If anyone wants you to help carry a load, go with him twice as far.
- Matthew 5:41 (Worldwide English)

I love this verse. While I still have objections to what most Christians believe God to be about, this translation helps me connect at least emotionally to the kind of being God is. Serving is a form of worship for me. I feel like I've accomplished something not only for those being served, but for myself. I'm sacrificing time to help someone in need. By doing twice as much as I'm expected to I'll reap twice the reward. That reward may simply be a sense of satisfaction in my work, but that's all I want. I want to feel like I'm making a difference. I guess I need that feeling. I feel motivated when I've helped others because I've helped myself learn what it is to be a better person. Maybe there's a gene for generosity. If I can find a way to turn it on in everyone I will have improved the course of evolution as well as the human condition. Ah, pipe dreams!

"Man's main task in life is to give birth to himself, to become what he potentially is. The most important product of his effort is his own personality."
- Erich Fromm

My life is one large bundle of change right now. I'm moving, finally receiving help in school (and life), and I am looking for a mentor. I'm also about to start working in health care once I finish my certification course. I'm looking for leadership, volunteer, and research opportunities. So far, this school year promises not to disappoint.

Tuesday, July 15, 2008

Everything's Not Lost

Well, the results are in. I worry too much.

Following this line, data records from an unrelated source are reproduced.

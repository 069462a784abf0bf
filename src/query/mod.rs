//! Query layer.
//!
//! - [`QueryEngine`]: the seam to whatever executes collection queries
//! - [`Collection`]: validated `{ <key>: { nodes: [...] } }` response shape
//! - [`extract_query`]: finds the collection query inside a component file
//! - [`DataDirEngine`]: file-backed engine used by the CLI

mod data_dir;
mod extract;
mod response;

pub use data_dir::DataDirEngine;
pub use extract::extract_query;
pub use response::{Collection, QueryResponse, root_field};

use std::{future::Future, path::PathBuf};

/// Executes collection queries.
pub trait QueryEngine: Send + Sync + 'static {
    fn execute(&self, query: &str) -> impl Future<Output = QueryResponse> + Send;

    /// Files whose change should re-run `query`.
    fn dependencies(&self, _query: &str) -> Vec<PathBuf> {
        Vec::new()
    }
}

In an effort not to divulge too much information I won't be saying much about my diagnoses. I will say, however, that none of the results from my testing are surprising. My IQ fell in the "Very Superior" range. I'm up there with the movers and shakers as far as IQ is concerned.

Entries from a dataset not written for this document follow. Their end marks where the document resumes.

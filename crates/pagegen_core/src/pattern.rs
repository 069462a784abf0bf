//! Filesystem path patterns.
//!
//! A pattern is the path of a page component relative to the pages directory.
//! Segments wrapped in braces are parameters, everything else is literal:
//!
//! | Segment              | Kind                          |
//! |----------------------|-------------------------------|
//! | `products`           | literal                       |
//! | `{unstable_id}`      | required parameter `id`       |
//! | `{unstable_slug?}`   | optional parameter `slug`     |
//! | `{unstable_a__b}`    | required parameter, field a.b |
//!
//! Collection routes are experimental, so every parameter must carry the
//! configured prefix (`unstable_` by default). A pattern that doesn't is
//! rejected as a whole before any other check runs.

use smallvec::SmallVec;
use thiserror::Error;

/// Prefix every parameter segment must carry unless configured otherwise.
pub const DEFAULT_PREFIX: &str = "unstable_";

/// Separator inside a parameter name that stands for nested field access.
const NESTED_SEPARATOR: &str = "__";

#[derive(Debug, Clone, PartialEq, Eq, Error)]
pub enum PatternError {
    #[error(
        "Creating collection routes from the filesystem is an experimental feature. \
         Every parameter segment needs the prefix '{prefix}'.\n\n\
         Your current path:\n  {path}\n\n\
         Change it to this:\n  {suggestion}"
    )]
    UnstablePrefix {
        path: String,
        prefix: String,
        suggestion: String,
    },

    #[error("malformed parameter segment `{segment}` in `{path}`")]
    Malformed { path: String, segment: String },

    #[error("invalid parameter name `{name}` in `{path}` (use letters, digits, `_` and `.`)")]
    InvalidName { path: String, name: String },

    #[error("parameter `{name}` appears more than once in `{path}`")]
    DuplicateParam { path: String, name: String },

    #[error("optional parameter `{name}` in `{path}` must only be followed by optional parameters")]
    OptionalNotTrailing { path: String, name: String },
}

/// A named parameter and the record field it reads.
#[derive(Debug, Clone, PartialEq, Eq)]
pub struct Param {
    name: String,
    field: String,
}

impl Param {
    fn new(name: &str) -> Self {
        Self {
            name: name.to_owned(),
            field: name.replace(NESTED_SEPARATOR, "."),
        }
    }

    /// Name as written in the pattern, used as the key for both param maps.
    pub fn name(&self) -> &str {
        &self.name
    }

    /// Dot-path of the record field backing this parameter.
    pub fn field(&self) -> &str {
        &self.field
    }
}

#[derive(Debug, Clone, PartialEq, Eq)]
pub enum Segment {
    Literal(String),
    Required(Param),
    Optional(Param),
}

impl Segment {
    pub const fn param(&self) -> Option<&Param> {
        match self {
            Self::Literal(_) => None,
            Self::Required(param) | Self::Optional(param) => Some(param),
        }
    }

    pub const fn is_optional(&self) -> bool {
        matches!(self, Self::Optional(_))
    }
}

/// Parsed path pattern.
#[derive(Debug, Clone, PartialEq, Eq)]
pub struct Pattern {
    source: String,
    segments: SmallVec<[Segment; 4]>,
}

impl Pattern {
    /// Parse a component path such as `products/{unstable_id}.js`.
    ///
    /// The extension of the last segment is stripped and a trailing `index`
    /// segment is dropped, so `blog/index.js` describes `/blog`.
    pub fn parse(path: &str, prefix: &str) -> Result<Self, PatternError> {
        let source = path.replace('\\', "/");
        check_prefix(&source, prefix)?;

        let mut segments: SmallVec<[Segment; 4]> = SmallVec::new();
        for raw in raw_segments(&source) {
            let segment = parse_segment(&source, raw, prefix)?;
            if let Some(param) = segment.param()
                && segments
                    .iter()
                    .filter_map(Segment::param)
                    .any(|seen| seen.name == param.name)
            {
                return Err(PatternError::DuplicateParam {
                    path: source,
                    name: param.name.clone(),
                });
            }
            segments.push(segment);
        }

        check_optional_trailing(&source, &segments)?;
        Ok(Self { source, segments })
    }

    /// The path this pattern was parsed from, with `/` separators.
    pub fn source(&self) -> &str {
        &self.source
    }

    pub fn segments(&self) -> &[Segment] {
        &self.segments
    }

    /// Parameters in path order.
    pub fn params(&self) -> impl Iterator<Item = &Param> {
        self.segments.iter().filter_map(Segment::param)
    }

    pub fn has_optional(&self) -> bool {
        self.segments.iter().any(Segment::is_optional)
    }

    /// Number of segments every concrete path of this pattern has.
    pub fn required_len(&self) -> usize {
        self.segments.iter().filter(|s| !s.is_optional()).count()
    }

    pub fn len(&self) -> usize {
        self.segments.len()
    }

    pub fn is_empty(&self) -> bool {
        self.segments.is_empty()
    }
}

/// Whether a component path declares a collection route at all.
pub fn is_collection_path(path: &str) -> bool {
    path.contains('{')
}

// ============================================================================
// Parsing helpers
// ============================================================================

/// Split into non-empty segments, strip the extension, drop a final `index`.
fn raw_segments(source: &str) -> Vec<&str> {
    let mut parts: Vec<&str> = source
        .split('/')
        .filter(|s| !s.is_empty() && *s != ".")
        .collect();

    if let Some(last) = parts.last_mut() {
        *last = strip_extension(last);
    }
    if parts.last() == Some(&"index") {
        parts.pop();
    }
    parts
}

/// Strip a file extension, never looking inside a parameter's braces.
fn strip_extension(segment: &str) -> &str {
    let floor = segment.rfind('}').map_or(0, |i| i + 1);
    match segment[floor..].rfind('.') {
        Some(0) if floor == 0 => segment,
        Some(dot) => &segment[..floor + dot],
        None => segment,
    }
}

fn check_prefix(source: &str, prefix: &str) -> Result<(), PatternError> {
    if prefix.is_empty() {
        return Ok(());
    }

    let is_unprefixed =
        |part: &str| part.strip_prefix('{').is_some_and(|rest| !rest.starts_with(prefix));
    if !source.split('/').any(is_unprefixed) {
        return Ok(());
    }

    let suggestion = source
        .split('/')
        .map(|part| match part.strip_prefix('{') {
            Some(rest) if !rest.starts_with(prefix) => format!("{{{prefix}{rest}"),
            _ => part.to_owned(),
        })
        .collect::<Vec<_>>()
        .join("/");

    Err(PatternError::UnstablePrefix {
        path: source.to_owned(),
        prefix: prefix.to_owned(),
        suggestion,
    })
}

fn parse_segment(source: &str, raw: &str, prefix: &str) -> Result<Segment, PatternError> {
    let malformed = || PatternError::Malformed {
        path: source.to_owned(),
        segment: raw.to_owned(),
    };

    let Some(inner) = raw.strip_prefix('{') else {
        if raw.contains(['{', '}']) {
            return Err(malformed());
        }
        return Ok(Segment::Literal(raw.to_owned()));
    };

    let inner = inner.strip_suffix('}').ok_or_else(malformed)?;
    if inner.contains(['{', '}']) {
        return Err(malformed());
    }
    let inner = inner.strip_prefix(prefix).ok_or_else(malformed)?;
    let (name, optional) = match inner.strip_suffix('?') {
        Some(name) => (name, true),
        None => (inner, false),
    };

    if name.is_empty() {
        return Err(malformed());
    }
    if !is_valid_name(name) {
        return Err(PatternError::InvalidName {
            path: source.to_owned(),
            name: name.to_owned(),
        });
    }

    let param = Param::new(name);
    Ok(if optional {
        Segment::Optional(param)
    } else {
        Segment::Required(param)
    })
}

/// Checked on the dot-path form, so `a__` and `__a` are rejected like `a.` and `.a`.
fn is_valid_name(name: &str) -> bool {
    let field = name.replace(NESTED_SEPARATOR, ".");
    name.chars()
        .all(|c| c.is_ascii_alphanumeric() || c == '_' || c == '.')
        && field.split('.').all(|part| !part.is_empty())
}

/// Optional parameters may only be followed by other optional parameters.
fn check_optional_trailing(source: &str, segments: &[Segment]) -> Result<(), PatternError> {
    let Some(first) = segments.iter().position(Segment::is_optional) else {
        return Ok(());
    };
    if segments[first..].iter().all(Segment::is_optional) {
        return Ok(());
    }

    let name = segments[first]
        .param()
        .map(|p| p.name.clone())
        .unwrap_or_default();
    Err(PatternError::OptionalNotTrailing {
        path: source.to_owned(),
        name,
    })
}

Something that is important to note is that people in the range I showed up in generally have perfect or near-perfect GPAs. Now that I know what the problem is and how do address it I expect to be performing much like those in my range - if not exceeding them. The whole process of having the results shown to me gave me a lot of hope. Later, when I was sitting at home listening to music, I turned on one of my favorite playlists and the song "Everything's Not Lost" by Coldplay started playing. It has been my theme music for the day. It just goes to show that in five years of schooling and feeling like a miserable failure I can still feel confident in my abilities to become whatever I want to be. While that goal hasn't changed in four of those years, it seems much more attainable now. I know I can do it. Give me some time to adjust to this new approach and I'll fill you all in on my performance.

Peace and Love,
The Unencumbered

Wednesday, July 9, 2008

Define Your Legacy

And did you exchange a walk-on part in the war for a lead role in a cage?
- "Wish You Were Here" by Pink Floyd

Are you comfortable with conformity? If not, are you willing to accept that you might not get anywhere by living outside the norm?

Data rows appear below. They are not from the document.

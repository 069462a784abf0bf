//! `[build]` section configuration.
//!
//! Where components, data and the page manifest live.

use super::defaults;
use educe::Educe;
use serde::{Deserialize, Serialize};
use std::path::PathBuf;

/// `[build]` section in pagegen.toml
///
/// # Example
/// ```toml
/// [build]
/// pages = "src/pages"
/// data = "data"
/// output = "public"
/// manifest = "pages.json"
/// extensions = ["js", "tsx"]
/// ```
#[derive(Debug, Clone, Educe, Serialize, Deserialize)]
#[educe(Default)]
#[serde(deny_unknown_fields)]
pub struct BuildConfig {
    /// Project root directory (set from CLI, not read from the file).
    #[serde(skip)]
    #[educe(Default = defaults::build::root())]
    pub root: Option<PathBuf>,

    /// Directory holding page components.
    #[serde(default = "defaults::build::pages")]
    #[educe(Default = defaults::build::pages())]
    pub pages: PathBuf,

    /// Directory the built-in query engine reads `<collection>.json` from.
    #[serde(default = "defaults::build::data")]
    #[educe(Default = defaults::build::data())]
    pub data: PathBuf,

    /// Output directory.
    #[serde(default = "defaults::build::output")]
    #[educe(Default = defaults::build::output())]
    pub output: PathBuf,

    /// Page manifest file name, relative to `output`.
    #[serde(default = "defaults::build::manifest")]
    #[educe(Default = defaults::build::manifest())]
    pub manifest: PathBuf,

    /// Component file extensions considered during discovery.
    #[serde(default = "defaults::build::extensions")]
    #[educe(Default = defaults::build::extensions())]
    pub extensions: Vec<String>,
}

#[cfg(test)]
mod tests {
    use super::super::SiteConfig;
    use std::path::PathBuf;

    #[test]
    fn test_build_config_defaults() {
        let config: SiteConfig = toml::from_str("").unwrap();

        assert_eq!(config.build.pages, PathBuf::from("src/pages"));
        assert_eq!(config.build.data, PathBuf::from("data"));
        assert_eq!(config.build.output, PathBuf::from("public"));
        assert_eq!(config.build.manifest, PathBuf::from("pages.json"));
        assert_eq!(config.build.extensions, ["js", "jsx", "ts", "tsx"]);
        assert_eq!(config.build.root, None);
    }

    #[test]
    fn test_build_config_custom() {
        let config = r#"
            [build]
            pages = "pages"
            extensions = ["tsx"]
        "#;
        let config: SiteConfig = toml::from_str(config).unwrap();

        assert_eq!(config.build.pages, PathBuf::from("pages"));
        assert_eq!(config.build.extensions, ["tsx"]);
    }

    #[test]
    fn test_build_root_is_not_configurable() {
        let config = r#"
            [build]
            root = "/somewhere"
        "#;
        let result: Result<SiteConfig, _> = toml::from_str(config);
        assert!(result.is_err());
    }
}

I'm not comfortable with conformity. I have to accept that everything I'm doing in hopes of realizing my dreams might all be for naught, but I will not sit by and do nothing. I have to accept that by not choosing the easy road I might be setting myself up for disappointment. All I know is that I owe it to myself to fight for what I want. If at some point I come to the conclusion that my dream may not come true I'll at least be able to say I gave it my best shot. It doesn't matter that playing the lead role has limitations. I believe that we each define our limitations. I might end up in a cage, but I intend to define the size of the cage.
I choose the lead role. I can be a team player in academia and my career, but I have to play the lead in living my life. I will not wait for someone to tell me what to do with it.
I choose to be extraordinary and remarkable in spite of the limitations the world may create for me. They are not insurmountable.

I may not have a perfect résumé or grade point average, but surrendering because of my imperfections would make me a coward. Those imperfections make me more qualified than most.

We learn wisdom from failure much more than from success. We often discover what will do, by finding out what will not do; and probably he who never made a mistake never made a discovery.
- Samuel Smiles

While others may see my breaking free from the crowd negatively, they may not hold such an assertion once they see what I am capable of. I cannot give up, nor will I.